No está claro que esta permanente retórica de crisis sobre la “hibernación colectiva” sea capaz de estabilizar las democracias modernas. Al fin y al cabo, nadie renuncia voluntariamente a nada si todo lo que se le ofrece a cambio es la perpetuación, controlada desde el exterior, de esa misma renuncia. Pero el problema no es solo de viabilidad, sino que afecta a la esencia misma de nuestra autopercepción liberal. A diferencia de los sistemas totalitarios, la naturaleza de las sociedades abiertas es ofrecer a los ciudadanos algo más que la perspectiva de la mera supervivencia. El porqué que guía a las sociedades progresistas nunca es solo sobrevivir colectivamente, sino vivir una buena vida lo más autodeterminada y con las mejores expectativas posibles.
Desde esta perspectiva, el hecho de que James Watt patentara la máquina de vapor en la misma década en que Immanuel Kant llevó a la madurez su filosofía de la autoilustración crítica de los sujetos responsables es mucho más que una simple coincidencia histórica.
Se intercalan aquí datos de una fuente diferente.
//! # kittens-ai: Agent Decision Engine
//!
//! Chooses actions for the non-human seats of an Exploding Kittens game.
//! A snapshot is reduced to an encoded state by [`encoder`], and each agent
//! type maps that state to one of the eight [`AgentAction`]s.
//!
//! ## Core Components
//!
//! - [`Agent`] - Trait implemented by every strategy
//! - [`agents`] - Table-driven, uniform random and Bayesian strategies
//! - [`policy`] - Loading and sharing trained policy tables
//! - [`encoder`] - Snapshot to policy-index encoding
//! - [`DecisionEngine`] - One agent per type behind a shared policy store
//!
//! ## Quick Start
//!
//! ```rust
//! use std::sync::Arc;
//! use kittens_ai::{policy::PolicyStore, DecisionEngine};
//! use kittens_engine::player::AgentType;
//! use kittens_engine::rules::AgentAction;
//! use rand::SeedableRng;
//! use rand_chacha::ChaCha20Rng;
//!
//! let engine = DecisionEngine::new(Arc::new(PolicyStore::new()));
//! let mut rng = ChaCha20Rng::seed_from_u64(7);
//!
//! // No table loaded: trained agents fall back to drawing
//! let action = engine.decide_action(AgentType::Qlearning, 4_317, &mut rng);
//! assert_eq!(action, Some(AgentAction::Draw));
//!
//! // Humans are never decided for
//! assert_eq!(engine.decide_action(AgentType::Human, 0, &mut rng), None);
//! ```

use std::collections::HashMap;
use std::sync::Arc;

use kittens_engine::game::Game;
use kittens_engine::player::AgentType;
use kittens_engine::rules::AgentAction;
use rand::RngCore;

pub mod agents;
pub mod encoder;
pub mod policy;

use policy::PolicyStore;

/// Interface every agent strategy implements.
///
/// # Example Implementation
///
/// ```rust
/// use kittens_ai::Agent;
/// use kittens_engine::rules::AgentAction;
/// use rand::RngCore;
///
/// struct AlwaysShuffle;
///
/// impl Agent for AlwaysShuffle {
///     fn decide(&self, _state: u32, _rng: &mut dyn RngCore) -> AgentAction {
///         AgentAction::PlayShuffle
///     }
///
///     fn name(&self) -> &str {
///         "always-shuffle"
///     }
/// }
/// ```
pub trait Agent: Send + Sync {
    /// Picks an action for an encoded state. Randomized strategies draw
    /// only from `rng`.
    fn decide(&self, state: u32, rng: &mut dyn RngCore) -> AgentAction;

    /// Identifier of the strategy.
    fn name(&self) -> &str;
}

/// Creates the strategy for an agent type, `None` for humans.
///
/// ```rust
/// use std::sync::Arc;
/// use kittens_ai::{create_agent, policy::PolicyStore};
/// use kittens_engine::player::AgentType;
///
/// let agent = create_agent(AgentType::Mle, Arc::new(PolicyStore::new())).unwrap();
/// assert_eq!(agent.name(), "mle");
/// assert!(create_agent(AgentType::Human, Arc::new(PolicyStore::new())).is_none());
/// ```
pub fn create_agent(agent_type: AgentType, policies: Arc<PolicyStore>) -> Option<Box<dyn Agent>> {
    match agent_type {
        AgentType::Human => None,
        AgentType::Qlearning | AgentType::Mle => {
            Some(Box::new(agents::PolicyAgent::new(agent_type, policies)))
        }
        AgentType::Random => Some(Box::new(agents::RandomAgent)),
        AgentType::Bayesian => Some(Box::new(agents::BayesianAgent)),
    }
}

/// An agent's choice together with the state it was made in.
#[derive(Debug, Clone, Copy, PartialEq, Eq)]
pub struct Decision {
    pub state: u32,
    pub action: AgentAction,
}

/// Holds one agent per non-human type. Cheap to share; holds no per-game
/// state.
pub struct DecisionEngine {
    policies: Arc<PolicyStore>,
    agents: HashMap<AgentType, Box<dyn Agent>>,
}

impl DecisionEngine {
    pub fn new(policies: Arc<PolicyStore>) -> Self {
        let agents = AgentType::seat_rotation()
            .into_iter()
            .filter_map(|t| create_agent(t, policies.clone()).map(|a| (t, a)))
            .collect();
        Self { policies, agents }
    }

    pub fn policies(&self) -> &Arc<PolicyStore> {
        &self.policies
    }

    /// Action for an agent type in an encoded state, `None` for humans.
    pub fn decide_action(
        &self,
        agent_type: AgentType,
        state: u32,
        rng: &mut dyn RngCore,
    ) -> Option<AgentAction> {
        self.agents.get(&agent_type).map(|a| a.decide(state, rng))
    }

    /// Encodes the snapshot for `player_index` and decides for that seat.
    pub fn decide_for(
        &self,
        game: &Game,
        player_index: usize,
        rng: &mut dyn RngCore,
    ) -> Option<Decision> {
        let player = game.player(player_index)?;
        let state = encoder::encode(game, player_index);
        let action = self.decide_action(player.agent_type, state, rng)?;
        Some(Decision { state, action })
    }
}

impl std::fmt::Debug for DecisionEngine {
    fn fmt(&self, f: &mut std::fmt::Formatter<'_>) -> std::fmt::Result {
        let mut names: Vec<&str> = self.agents.values().map(|a| a.name()).collect();
        names.sort_unstable();
        f.debug_struct("DecisionEngine").field("agents", &names).finish()
    }
}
En las sociedades libres de Occidente, la movilidad era y es el verdadero signo de la mayoría de edad, y la soberanía energética representa la condición misma de la posibilidad de un autodesarrollo libre.
Con este telón de fondo, resulta inquietante lo poco claro que está qué configuración adoptará en el futuro un discurso liberal orientador bajo el signo de un estrangulamiento perpetuo, al parecer sin alternativas, de la energía y la movilidad, o cómo se podría implementar democráticamente. Los relatos propuestos por ahora, todos ellos basados en el principio de “menos es más”, suenan más a conjuro para ahuyentar el mal y carecen de toda plausibilidad en el mundo real. Además, se basan sin excepción en un recorte más o menos explícito de la libertad de elección individual por parte del Estado. Visto así, el “invierno de los puercoespines” que se acerca constituye tan solo un ejemplo del invierno mucho más largo y peligroso desde el punto de vista político del liberalismo ilustrado, una perspectiva que realmente hace temblar.
El filósofo John Stuart Mill refutó en una ocasión el estricto utilitarismo colectivo de sus homólogos británicos argumentando que el bienestar impuesto desde fuera nunca satisface del todo a quien piensa por sí mismo: “Mejor ser un Sócrates insatisfecho que un necio satisfecho”. Por decirlo en una variante adaptada al presente: “Mejor ser un Sócrates tiritando que un puercoespín abrigado por el Estado”. Lo que probablemente habrá que demostrar pronto, y hasta encarnar.